use std::collections::BTreeSet;

use chrono::{DateTime, Local};
use strum_macros::Display;

use crate::config::constants::{MAX_STRATEGY_THRESHOLD, MIN_STRATEGY_THRESHOLD};

/// The backend's last-known cache state.
///
/// Immutable once constructed. The engine never edits a snapshot in place;
/// each successful probe replaces the whole value.
#[derive(Debug, Clone, PartialEq)]
pub struct ServerStatus {
    /// Number of threshold entries the backend has materialized.
    pub cache_size: usize,
    /// Which minimum-strategy thresholds currently have precomputed results.
    pub cached_strategies: BTreeSet<u32>,
    pub last_updated: Option<DateTime<Local>>,
    /// True while the backend is pre-loading strategies in the background.
    pub is_background_loading: bool,
}

impl ServerStatus {
    /// Build a snapshot from raw wire values.
    /// Thresholds outside the valid slider domain are dropped here so the
    /// rest of the app never sees them.
    pub fn new(
        cache_size: usize,
        raw_thresholds: impl IntoIterator<Item = i64>,
        last_updated: Option<DateTime<Local>>,
        is_background_loading: bool,
    ) -> Self {
        let cached_strategies = raw_thresholds
            .into_iter()
            .filter_map(|t| u32::try_from(t).ok())
            .filter(|t| (MIN_STRATEGY_THRESHOLD..=MAX_STRATEGY_THRESHOLD).contains(t))
            .collect();

        Self {
            cache_size,
            cached_strategies,
            last_updated,
            is_background_loading,
        }
    }

    pub fn is_cached(&self, threshold: u32) -> bool {
        self.cached_strategies.contains(&threshold)
    }

    /// Advisory guess of whether a scan at `threshold` would hit the cache.
    /// The authoritative answer is the `from_cache` flag on the scan result;
    /// the two can disagree if the backend changed between probe and scan.
    pub fn predict(&self, threshold: u32) -> CachePrediction {
        if self.is_cached(threshold) {
            CachePrediction::Cached
        } else {
            CachePrediction::FetchFresh
        }
    }
}

#[derive(Debug, Clone, Copy, PartialEq, Eq, Display)]
pub enum CachePrediction {
    #[strum(serialize = "DATA CACHED")]
    Cached,
    #[strum(serialize = "WILL FETCH FRESH")]
    FetchFresh,
}
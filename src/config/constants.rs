use std::time::Duration;

// Top Level Constants

/// Lower bound of the strategy-count slider. The backend rejects anything below this.
pub const MIN_STRATEGY_THRESHOLD: u32 = 2;
/// Upper bound of the strategy-count slider.
pub const MAX_STRATEGY_THRESHOLD: u32 = 7;

/// How long to wait after a refresh trigger is accepted before re-probing
/// the backend status. The trigger only acknowledges that recomputation has
/// started; probing immediately would usually observe stale state. This is a
/// heuristic against an unknown backend completion time and may under- or
/// over-shoot the actual refresh duration.
pub const REFRESH_PROBE_DELAY: Duration = Duration::from_secs(1);
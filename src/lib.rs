// Core modules
pub mod config;
pub mod data;
pub mod engine;
pub mod models;
pub mod ui;

// Re-export commonly used types outside of crate
pub use data::{HttpScanApi, ScanApi};
pub use engine::{PanelState, ScanEngine};
pub use models::{CachePrediction, ScanRequest, ScanResult, ServerStatus, StockRow};
pub use ui::ViewState;

use std::sync::Arc;

use crate::config::constants::{MAX_STRATEGY_THRESHOLD, MIN_STRATEGY_THRESHOLD};
use crate::config::BackendConfig;

// CLI argument parsing
use clap::Parser;

#[derive(Parser, Debug, Clone)]
#[command(author, version, about, long_about = None)]
pub struct Cli {
    /// Minimum number of matching strategies a stock must satisfy (2-7)
    #[arg(long, default_value_t = MIN_STRATEGY_THRESHOLD)]
    pub min_strategies: u32,

    /// Trigger a backend cache refresh before scanning
    #[arg(long, default_value_t = false)]
    pub refresh: bool,
}

/// Main application entry point - drives one panel session end to end.
/// This is the public API for the binary to call.
pub async fn run_app(args: Cli) -> anyhow::Result<()> {
    // Constrain at the UI boundary; everything below trusts the domain.
    let min_strategies = args
        .min_strategies
        .clamp(MIN_STRATEGY_THRESHOLD, MAX_STRATEGY_THRESHOLD);
    if min_strategies != args.min_strategies {
        log::warn!(
            "--min-strategies {} outside [{}, {}], clamped to {}",
            args.min_strategies,
            MIN_STRATEGY_THRESHOLD,
            MAX_STRATEGY_THRESHOLD,
            min_strategies
        );
    }

    let config = BackendConfig::default();
    log::info!("Using backend at {}", config.base_url);

    let api = Arc::new(HttpScanApi::new(&config)?);
    let mut engine = ScanEngine::new(api);

    engine.initialize().await;

    if args.refresh {
        engine.request_refresh().await;
    }

    engine.request_search(min_strategies).await;

    let view = ViewState::project(&engine.state, min_strategies);
    print!("{}", ui::render(&view));

    Ok(())
}
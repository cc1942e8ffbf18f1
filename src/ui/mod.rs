mod render;
mod view_state;

pub use {
    render::render,
    view_state::{ResultsView, RowView, ViewState},
};
mod scan;
mod status;

pub use {
    scan::{RefreshAck, ScanRequest, ScanResult, StockRow, split_strategy_codes},
    status::{CachePrediction, ServerStatus},
};
//! Viewport clamp: keep settled labels readable at the viewport edge.
//!
//! The marker decides the direction. A marker inside the viewport pulls its
//! escaped label back flush against the edge it crossed. A marker outside the
//! viewport keeps its label just outside the edge nearest to it, so the label
//! does not drift onto the far side of the boundary.

use crate::types::{PtPx, SizePx, Viewport};

/// Clamp one label box (top-left `label`, size `size`) for a marker at
/// `anchor`. Returns the corrected top-left.
pub fn clamp_label(label: PtPx, anchor: PtPx, size: SizePx, viewport: &Viewport) -> PtPx {
    let nw = viewport.north_west;
    let se = viewport.south_east;
    let mut out = label;
    let mut is_edge = false;

    if anchor.x > nw.x && out.x < nw.x {
        out.x = nw.x;
        is_edge = true;
    } else if anchor.x < se.x && out.x > se.x - size.w {
        out.x = se.x - size.w;
        is_edge = true;
    }

    if anchor.y > nw.y && out.y < nw.y {
        out.y = nw.y;
        is_edge = true;
    } else if anchor.y < se.y && out.y > se.y - size.h {
        out.y = se.y - size.h;
        is_edge = true;
    }

    if !is_edge {
        if anchor.x < nw.x && out.x > nw.x - size.w {
            out.x = nw.x - size.w;
        } else if anchor.x > se.x && out.x < se.x {
            out.x = se.x;
        }

        if anchor.y < nw.y && out.y > nw.y - size.h {
            out.y = nw.y - size.h;
        } else if anchor.y > se.y && out.y < se.y {
            out.y = se.y;
        }
    }

    out
}

/// Clamp every label in place. Returns how many labels moved.
pub fn clamp_all(labels: &mut [PtPx], anchors: &[PtPx], sizes: &[SizePx], viewport: &Viewport) -> usize {
    let mut moved = 0;
    for ((label, &anchor), &size) in labels.iter_mut().zip(anchors).zip(sizes) {
        let clamped = clamp_label(*label, anchor, size, viewport);
        if clamped != *label {
            *label = clamped;
            moved += 1;
        }
    }
    moved
}

#[cfg(test)]
mod tests {
    use super::*;
    use crate::types::{Px, Size, px};

    fn viewport() -> Viewport {
        Viewport::new(px(0.0, 0.0), px(800.0, 600.0))
    }

    fn label_size() -> SizePx {
        Size::new(Px(60.0), Px(20.0))
    }

    // ==================== marker inside ====================

    #[test]
    fn inside_label_is_untouched() {
        let label = px(100.0, 100.0);
        assert_eq!(clamp_label(label, px(120.0, 90.0), label_size(), &viewport()), label);
    }

    #[test]
    fn escaped_west_snaps_to_west_edge() {
        let out = clamp_label(px(-200.0, 100.0), px(10.0, 90.0), label_size(), &viewport());
        assert_eq!(out, px(0.0, 100.0));
    }

    #[test]
    fn escaped_east_snaps_flush_inside() {
        let out = clamp_label(px(900.0, 100.0), px(790.0, 90.0), label_size(), &viewport());
        assert_eq!(out, px(740.0, 100.0));
    }

    #[test]
    fn escaped_north_and_south() {
        let out = clamp_label(px(100.0, -50.0), px(100.0, 5.0), label_size(), &viewport());
        assert_eq!(out, px(100.0, 0.0));
        let out = clamp_label(px(100.0, 650.0), px(100.0, 595.0), label_size(), &viewport());
        assert_eq!(out, px(100.0, 580.0));
    }

    #[test]
    fn escaped_corner_clamps_both_axes() {
        let out = clamp_label(px(-500.0, 900.0), px(3.0, 597.0), label_size(), &viewport());
        assert_eq!(out, px(0.0, 580.0));
    }

    #[test]
    fn fully_outside_label_intersects_viewport_after_clamp() {
        let vp = viewport();
        let size = label_size();
        let anchor = px(400.0, 300.0);
        for label in [px(-1000.0, 300.0), px(5000.0, 300.0), px(400.0, -999.0), px(400.0, 4000.0)] {
            assert!(!(vp.overlaps_x(label, size) && vp.overlaps_y(label, size)));
            let out = clamp_label(label, anchor, size, &vp);
            assert!(vp.overlaps_x(out, size), "{out:?} misses x");
            assert!(vp.overlaps_y(out, size), "{out:?} misses y");
        }
    }

    // ==================== marker outside ====================

    #[test]
    fn marker_west_of_viewport_keeps_label_outside_west() {
        // Label has drifted inside; it goes back to sit just outside.
        let out = clamp_label(px(30.0, 100.0), px(-40.0, 100.0), label_size(), &viewport());
        assert_eq!(out, px(-60.0, 100.0));
    }

    #[test]
    fn marker_east_of_viewport_keeps_label_outside_east() {
        let out = clamp_label(px(700.0, 100.0), px(850.0, 100.0), label_size(), &viewport());
        assert_eq!(out, px(800.0, 100.0));
    }

    #[test]
    fn marker_north_and_south_of_viewport() {
        let out = clamp_label(px(100.0, 10.0), px(100.0, -30.0), label_size(), &viewport());
        assert_eq!(out, px(100.0, -20.0));
        let out = clamp_label(px(100.0, 500.0), px(100.0, 640.0), label_size(), &viewport());
        assert_eq!(out, px(100.0, 600.0));
    }

    #[test]
    fn edge_snap_suppresses_outside_placement() {
        // x is an inside-marker snap; the outside-marker y rule must not run.
        let out = clamp_label(px(-100.0, 10.0), px(50.0, -30.0), label_size(), &viewport());
        assert_eq!(out, px(0.0, 10.0));
    }

    #[test]
    fn clamp_all_counts_moves() {
        let mut labels = vec![px(10.0, 10.0), px(-90.0, 10.0)];
        let anchors = vec![px(20.0, 20.0), px(20.0, 20.0)];
        let sizes = vec![label_size(); 2];
        assert_eq!(clamp_all(&mut labels, &anchors, &sizes, &viewport()), 1);
        assert_eq!(labels[1], px(0.0, 10.0));
    }
}
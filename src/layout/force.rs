//! Force model: label/label repulsion and label/anchor attraction.

use glam::DVec2;

use super::geometry::{attraction, normalize, repulsion};

/// Net displacement of every label for one annealing step.
///
/// `positions[i]` is label `i`'s working coordinate and `anchors[i]` its
/// marker. Every ordered pair `(i, j)` contributes to `i`, so each pairwise
/// repulsion is counted from both sides. Coincident labels push each other
/// by zero.
pub fn displacements(positions: &[DVec2], anchors: &[DVec2], k: f64) -> Vec<DVec2> {
    debug_assert_eq!(positions.len(), anchors.len());

    let mut disp = vec![DVec2::ZERO; positions.len()];

    for (i, &v) in positions.iter().enumerate() {
        for (j, &u) in positions.iter().enumerate() {
            if i == j {
                continue;
            }
            let delta = v - u;
            let distance = delta.length();
            if distance == 0.0 {
                continue;
            }
            disp[i] += normalize(delta) * repulsion(distance, k);
        }
    }

    for (i, (&v, &anchor)) in positions.iter().zip(anchors).enumerate() {
        let delta = v - anchor;
        disp[i] -= normalize(delta) * attraction(delta.length(), k);
    }

    disp
}

#[cfg(test)]
mod tests {
    use super::*;
    use glam::dvec2;

    fn close(a: DVec2, b: DVec2) -> bool {
        (a - b).length() < 1e-9
    }

    #[test]
    fn label_on_its_anchor_feels_nothing_alone() {
        let d = displacements(&[dvec2(5.0, 5.0)], &[dvec2(5.0, 5.0)], 10.0);
        assert_eq!(d, vec![DVec2::ZERO]);
    }

    #[test]
    fn attraction_pulls_toward_anchor() {
        // distance 10, k 5 → magnitude 100 / 5 = 20 toward the anchor
        let d = displacements(&[dvec2(10.0, 0.0)], &[dvec2(0.0, 0.0)], 5.0);
        assert!(close(d[0], dvec2(-20.0, 0.0)));
    }

    #[test]
    fn repulsion_is_symmetric_and_double_counted() {
        // Two labels sitting on their own anchors 4 px apart, k = 2.
        let positions = [dvec2(0.0, 0.0), dvec2(4.0, 0.0)];
        let d = displacements(&positions, &positions, 2.0);
        // k² / d = 1, pushed apart along x.
        assert!(close(d[0], dvec2(-1.0, 0.0)));
        assert!(close(d[1], dvec2(1.0, 0.0)));
        assert!(close(d[0] + d[1], DVec2::ZERO));
    }

    #[test]
    fn coincident_labels_stay_finite() {
        let positions = [dvec2(3.0, 3.0), dvec2(3.0, 3.0), dvec2(3.0, 3.0)];
        let anchors = [dvec2(0.0, 0.0); 3];
        let d = displacements(&positions, &anchors, 7.0);
        assert!(d.iter().all(|v| v.is_finite()));
        // Only attraction remains, identical for all three.
        assert!(close(d[0], d[1]) && close(d[1], d[2]));
        assert!(d[0].x < 0.0 && d[0].y < 0.0);
    }

    #[test]
    fn empty_set() {
        assert!(displacements(&[], &[], 1.0).is_empty());
    }
}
=-=-=-=-=
- Assignment
Repeat every line exactly, starting with the first line of the entries, and stop once the line containing "pub enum CachePrediction" has been given.

- Result
use std::collections::BTreeSet;

use chrono::{DateTime, Local};
use strum_macros::Display;

use crate::config::constants::{MAX_STRATEGY_THRESHOLD, MIN_STRATEGY_THRESHOLD};

/// The backend's last-known cache state.
///
/// Immutable once constructed. The engine never edits a snapshot in place;
/// each successful probe replaces the whole value.
#[derive(Debug, Clone, PartialEq)]
pub struct ServerStatus {
    /// Number of threshold entries the backend has materialized.
    pub cache_size: usize,
    /// Which minimum-strategy thresholds currently have precomputed results.
    pub cached_strategies: BTreeSet<u32>,
    pub last_updated: Option<DateTime<Local>>,
    /// True while the backend is pre-loading strategies in the background.
    pub is_background_loading: bool,
}

impl ServerStatus {
    /// Build a snapshot from raw wire values.
    /// Thresholds outside the valid slider domain are dropped here so the
    /// rest of the app never sees them.
    pub fn new(
        cache_size: usize,
        raw_thresholds: impl IntoIterator<Item = i64>,
        last_updated: Option<DateTime<Local>>,
        is_background_loading: bool,
    ) -> Self {
        let cached_strategies = raw_thresholds
            .into_iter()
            .filter_map(|t| u32::try_from(t).ok())
            .filter(|t| (MIN_STRATEGY_THRESHOLD..=MAX_STRATEGY_THRESHOLD).contains(t))
            .collect();

        Self {
            cache_size,
            cached_strategies,
            last_updated,
            is_background_loading,
        }
    }

    pub fn is_cached(&self, threshold: u32) -> bool {
        self.cached_strategies.contains(&threshold)
    }

    /// Advisory guess of whether a scan at `threshold` would hit the cache.
    /// The authoritative answer is the `from_cache` flag on the scan result;
    /// the two can disagree if the backend changed between probe and scan.
    pub fn predict(&self, threshold: u32) -> CachePrediction {
        if self.is_cached(threshold) {
            CachePrediction::Cached
        } else {
            CachePrediction::FetchFresh
        }
    }
}

#[derive(Debug, Clone, Copy, PartialEq, Eq, Display)]
pub enum CachePrediction {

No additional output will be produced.